Come se oggi non fosse
anche l’autunno o la brina
fresca di collana cascata dagli inverni,
come se non entrasse oggi
anche in noi di noi ogni momento
di quella nostra ampiezza, fine
o inizio, gli incontri dell’estate,
nome bruciante strada
che porti fino alla collina se
tu sei oggi il mite sfogliarsi
d’ogni cosa, il puppare miele
di cristo il suo riposo nel lino:

non declinare,
non andartene
se puoi
dal lento nascere
di questo equinozio.

 

A imitazione dell’acqua (Nottetempo, 2017)

Alessia Iuliano


È all’altezza della vita
anche maggio, con le ginocchia
al maestrale.
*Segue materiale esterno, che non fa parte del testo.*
use ratatui::buffer::Buffer;
use ratatui::layout::{Alignment, Constraint, Direction, Layout, Rect};
use ratatui::style::{Modifier, Style};
use ratatui::text::{Line, Span};
use ratatui::widgets::{Block, Paragraph, Widget};

use rust_i18n::t;

use crate::ui::theme::Theme;

pub struct MenuItem {
    pub key: String,
    pub label: String,
    pub description: String,
}

impl MenuItem {
    pub fn new(key: &str, label: &str, description: &str) -> Self {
        Self {
            key: key.to_string(),
            label: label.to_string(),
            description: description.to_string(),
        }
    }
}

/// Vertical list of keyed entries under a title. Used for the main menu and
/// any other pick-one screen.
pub struct Menu<'a> {
    pub title: String,
    pub subtitle: String,
    pub items: Vec<MenuItem>,
    pub selected: usize,
    pub theme: &'a Theme,
}

impl<'a> Menu<'a> {
    pub fn new(title: &str, subtitle: &str, items: Vec<MenuItem>, theme: &'a Theme) -> Self {
        Self {
            title: title.to_string(),
            subtitle: subtitle.to_string(),
            items,
            selected: 0,
            theme,
        }
    }

    pub fn main(theme: &'a Theme) -> Self {
        Self::new(
            "vocabdr",
            &t!("menu.subtitle"),
            vec![
                MenuItem::new(
                    "1",
                    &t!("menu.word_list.label"),
                    &t!("menu.word_list.description"),
                ),
                MenuItem::new(
                    "2",
                    &t!("menu.flashcards.label"),
                    &t!("menu.flashcards.description"),
                ),
                MenuItem::new(
                    "3",
                    &t!("menu.dictation.label"),
                    &t!("menu.dictation.description"),
                ),
                MenuItem::new(
                    "4",
                    &t!("menu.challenge.label"),
                    &t!("menu.challenge.description"),
                ),
                MenuItem::new(
                    "b",
                    &t!("menu.books.label"),
                    &t!("menu.books.description"),
                ),
                MenuItem::new(
                    "m",
                    &t!("menu.mistakes.label"),
                    &t!("menu.mistakes.description"),
                ),
                MenuItem::new(
                    "c",
                    &t!("menu.check_in.label"),
                    &t!("menu.check_in.description"),
                ),
                MenuItem::new(
                    "s",
                    &t!("menu.settings.label"),
                    &t!("menu.settings.description"),
                ),
            ],
            theme,
        )
    }

    pub fn next(&mut self) {
        if !self.items.is_empty() {
            self.selected = (self.selected + 1) % self.items.len();
        }
    }

    pub fn prev(&mut self) {
        if self.items.is_empty() {
            return;
        }
        if self.selected > 0 {
            self.selected -= 1;
        } else {
            self.selected = self.items.len() - 1;
        }
    }

    pub fn selected_key(&self) -> Option<&str> {
        self.items.get(self.selected).map(|i| i.key.as_str())
    }
}

impl Widget for &Menu<'_> {
    fn render(self, area: Rect, buf: &mut Buffer) {
        let colors = &self.theme.colors;

        let block = Block::bordered()
            .border_style(Style::default().fg(colors.border()))
            .style(Style::default().bg(colors.bg()));
        let inner = block.inner(area);
        block.render(area, buf);

        let layout = Layout::default()
            .direction(Direction::Vertical)
            .constraints([
                Constraint::Length(4),
                Constraint::Length(1),
                Constraint::Min(0),
            ])
            .split(inner);

        let title_lines = vec![
            Line::from(""),
            Line::from(Span::styled(
                &*self.title,
                Style::default()
                    .fg(colors.accent())
                    .add_modifier(Modifier::BOLD),
            )),
            Line::from(Span::styled(&*self.subtitle, Style::default().fg(colors.fg()))),
        ];
        Paragraph::new(title_lines)
            .alignment(Alignment::Center)
            .render(layout[0], buf);

        // keep the selection visible when the list is taller than the area
        let rows = (layout[2].height / 2).max(1) as usize;
        let offset = self.selected.saturating_sub(rows - 1);

        let mut lines = Vec::new();
        for (i, item) in self.items.iter().enumerate().skip(offset).take(rows) {
            let is_selected = i == self.selected;
            let indicator = if is_selected { ">" } else { " " };
            let label_style = Style::default()
                .fg(if is_selected { colors.accent() } else { colors.fg() })
                .add_modifier(if is_selected {
                    Modifier::BOLD
                } else {
                    Modifier::empty()
                });
            lines.push(Line::from(Span::styled(
                format!(" {indicator} [{}] {}", item.key, item.label),
                label_style,
            )));
            lines.push(Line::from(Span::styled(
                format!("     {}", item.description),
                Style::default().fg(colors.muted()),
            )));
        }
        Paragraph::new(lines).render(layout[2], buf);
    }
}
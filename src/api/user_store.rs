use serde_json::json;
use thiserror::Error;

use crate::api::http::{ApiResponse, HttpClient};
use crate::store::user::{User, UserSlot};

const LOGIN_PATH: &str = "/api/user/login";
const REGISTER_PATH: &str = "/api/user/register";

#[derive(Error, Debug, Clone, Copy, PartialEq, Eq)]
pub enum ValidationError {
    #[error("email is required")]
    EmptyEmail,

    #[error("email address is malformed")]
    InvalidEmail,

    #[error("password is required")]
    EmptyPassword,

    #[error("invite code is required")]
    EmptyInviteCode,
}

#[derive(Clone, Copy, Debug, PartialEq, Eq)]
pub enum Field {
    Email,
    Password,
    InviteCode,
}

/// Per-field problems found before any request is made.
#[derive(Clone, Debug, Default, PartialEq, Eq)]
pub struct FieldErrors(pub Vec<(Field, ValidationError)>);

impl FieldErrors {
    pub fn is_empty(&self) -> bool {
        self.0.is_empty()
    }

    pub fn get(&self, field: Field) -> Option<ValidationError> {
        self.0.iter().find(|(f, _)| *f == field).map(|(_, e)| *e)
    }
}

#[derive(Clone, Debug, PartialEq)]
pub enum AuthOutcome {
    SignedIn(User),
    Invalid(FieldErrors),
    Rejected(Option<String>),
}

pub fn validate_email(email: &str) -> Option<ValidationError> {
    let email = email.trim();
    if email.is_empty() {
        return Some(ValidationError::EmptyEmail);
    }
    let well_formed = match email.split_once('@') {
        Some((local, domain)) => {
            !local.is_empty()
                && !domain.contains('@')
                && domain.contains('.')
                && !domain.starts_with('.')
                && !domain.ends_with('.')
                && !email.chars().any(char::is_whitespace)
        }
        None => false,
    };
    if well_formed {
        None
    } else {
        Some(ValidationError::InvalidEmail)
    }
}

pub fn validate_login(email: &str, password: &str) -> FieldErrors {
    let mut errors = FieldErrors::default();
    if let Some(e) = validate_email(email) {
        errors.0.push((Field::Email, e));
    }
    if password.is_empty() {
        errors.0.push((Field::Password, ValidationError::EmptyPassword));
    }
    errors
}

pub fn validate_registration(email: &str, password: &str, invite_code: &str) -> FieldErrors {
    let mut errors = validate_login(email, password);
    if invite_code.trim().is_empty() {
        errors
            .0
            .push((Field::InviteCode, ValidationError::EmptyInviteCode));
    }
    errors
}

/// Signed-in user state. The user returned by the server is persisted locally
/// and its token attached to every later request.
pub struct UserStore {
    client: HttpClient,
    slot: UserSlot,
    user: Option<User>,
}

impl UserStore {
    pub fn new(client: HttpClient, slot: UserSlot) -> Self {
        let user = slot.load();
        if let Some(ref u) = user {
            client.set_token(Some(u.token.clone()).filter(|t| !t.is_empty()));
        }
        Self { client, slot, user }
    }

    pub fn current(&self) -> Option<&User> {
        self.user.as_ref()
    }

    pub fn login(&mut self, email: &str, password: &str) -> AuthOutcome {
        let errors = validate_login(email, password);
        if !errors.is_empty() {
            return AuthOutcome::Invalid(errors);
        }
        let response = self.client.post(
            LOGIN_PATH,
            &json!({ "email": email.trim(), "password": password }),
        );
        self.accept(response)
    }

    pub fn register(&mut self, email: &str, password: &str, invite_code: &str) -> AuthOutcome {
        let errors = validate_registration(email, password, invite_code);
        if !errors.is_empty() {
            return AuthOutcome::Invalid(errors);
        }
        let response = self.client.post(
            REGISTER_PATH,
            &json!({
                "email": email.trim(),
                "password": password,
                "inviteCode": invite_code.trim(),
            }),
        );
        self.accept(response)
    }

    pub fn logout(&mut self) {
        self.user = None;
        self.client.set_token(None);
        if let Err(e) = self.slot.clear() {
            log::error!("failed to clear saved user: {e}");
        }
    }

    fn accept(&mut self, response: ApiResponse) -> AuthOutcome {
        if !response.is_success() {
            let message = response.error.clone().or_else(|| {
                response
                    .extra
                    .get("message")
                    .and_then(|m| m.as_str())
                    .map(str::to_string)
            });
            return AuthOutcome::Rejected(message);
        }
        let Some(user) = response.data_as::<User>() else {
            return AuthOutcome::Rejected(Some("missing user in response".to_string()));
        };
        if let Err(e) = self.slot.save(&user) {
            log::error!("failed to persist user: {e}");
        }
        self.client
            .set_token(Some(user.token.clone()).filter(|t| !t.is_empty()));
        self.user = Some(user.clone());
        AuthOutcome::SignedIn(user)
    }
}

#[cfg(test)]
mod tests {
    use super::*;
    use crate::api::testing::MockTransport;
    use crate::store::local::LocalStorage;
    use tempfile::TempDir;

    fn make_store(mock: &std::sync::Arc<MockTransport>) -> (TempDir, UserStore) {
        let dir = TempDir::new().unwrap();
        let storage = LocalStorage::with_base_dir(dir.path().to_path_buf()).unwrap();
        (dir, UserStore::new(mock.client(), UserSlot::new(storage)))
    }

    #[test]
    fn email_validation() {
        assert_eq!(validate_email(""), Some(ValidationError::EmptyEmail));
        assert_eq!(validate_email("  "), Some(ValidationError::EmptyEmail));
        assert_eq!(validate_email("no-at.com"), Some(ValidationError::InvalidEmail));
        assert_eq!(validate_email("@x.com"), Some(ValidationError::InvalidEmail));
        assert_eq!(validate_email("a@b"), Some(ValidationError::InvalidEmail));
        assert_eq!(validate_email("a@b@c.com"), Some(ValidationError::InvalidEmail));
        assert_eq!(validate_email("a b@c.com"), Some(ValidationError::InvalidEmail));
        assert_eq!(validate_email("learner@example.com"), None);
    }

    #[test]
    fn empty_invite_code_blocks_request() {
        let mock = MockTransport::new();
        let (_dir, mut store) = make_store(&mock);
        let outcome = store.register("learner@example.com", "secret", " ");
        match outcome {
            AuthOutcome::Invalid(errors) => {
                assert_eq!(
                    errors.get(Field::InviteCode),
                    Some(ValidationError::EmptyInviteCode)
                );
                assert!(errors.get(Field::Email).is_none());
            }
            other => panic!("expected validation failure, got {other:?}"),
        }
        assert_eq!(mock.calls_to(REGISTER_PATH), 0);
    }

    #[test]
    fn login_persists_user_and_sets_token() {
        let mock = MockTransport::new();
        mock.respond(
            LOGIN_PATH,
            json!({"code": 200, "data": {"id": 1, "email": "learner@example.com", "token": "tk"}}),
        );
        let (dir, mut store) = make_store(&mock);
        let outcome = store.login("learner@example.com", "secret");
        assert!(matches!(outcome, AuthOutcome::SignedIn(ref u) if u.id == 1));
        assert_eq!(store.current().map(|u| u.email.as_str()), Some("learner@example.com"));

        // a fresh store picks the saved user back up
        let storage = LocalStorage::with_base_dir(dir.path().to_path_buf()).unwrap();
        let other = MockTransport::new();
        let reloaded = UserStore::new(other.client(), UserSlot::new(storage));
        assert_eq!(reloaded.current().map(|u| u.id), Some(1));

        store.logout();
        assert!(store.current().is_none());
    }

    #[test]
    fn rejected_login_surfaces_message() {
        let mock = MockTransport::new();
        mock.respond(LOGIN_PATH, json!({"code": 401, "message": "bad password"}));
        let (_dir, mut store) = make_store(&mock);
        assert_eq!(
            store.login("learner@example.com", "wrong"),
            AuthOutcome::Rejected(Some("bad password".to_string()))
        );
        assert!(store.current().is_none());
    }

    #[test]
    fn register_sends_invite_code() {
        let mock = MockTransport::new();
        mock.respond(
            REGISTER_PATH,
            json!({"code": 200, "data": {"id": 5, "email": "new@example.com"}}),
        );
        let (_dir, mut store) = make_store(&mock);
        assert!(matches!(
            store.register("new@example.com", "pw", "INVITE42"),
            AuthOutcome::SignedIn(_)
        ));
        assert_eq!(mock.last_body(REGISTER_PATH).unwrap()["inviteCode"], "INVITE42");
    }
}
L’estate
deve venire, ma non sa
ancora il momento non sa
nessuno il tempo
in cui arrivare, andare via.
Battezziamo giorni ore
rimangono per sbagliare

che poi non esiste
l’errore ma santo
il limite
essere creature
e soltanto questo è –

Ho addosso
cuciti milioni di sguardi
nessun rimpianto

 

Non negare nessuno (Cartacanta, 2016)

© Foto di Antonio Cappella

Eva Laudace

evalaudace_01

Il presentimento d’amare

Racconta bugie
anche se non servono
ci crede persino
tutte le volte
o quasi.

Inutili
viltà, lei dice,
e lo sguardo si fa severo
che lo potrei imitare
almeno quello.

Al tempo di un pioppo che cade
o mi precipita in bocca
io mi dispero e disattendo
il presentimento d’amare
l’idea puntuta di ciò che cerco.

L’amore, che ancora cerco, non dice bugie
matura al sole e non secca.
È candore
è portarsi avanti
è piuttosto sincero da dire così.

 

Tutto ciò che amo ha dentro il mare (La Vita Felice, 2014)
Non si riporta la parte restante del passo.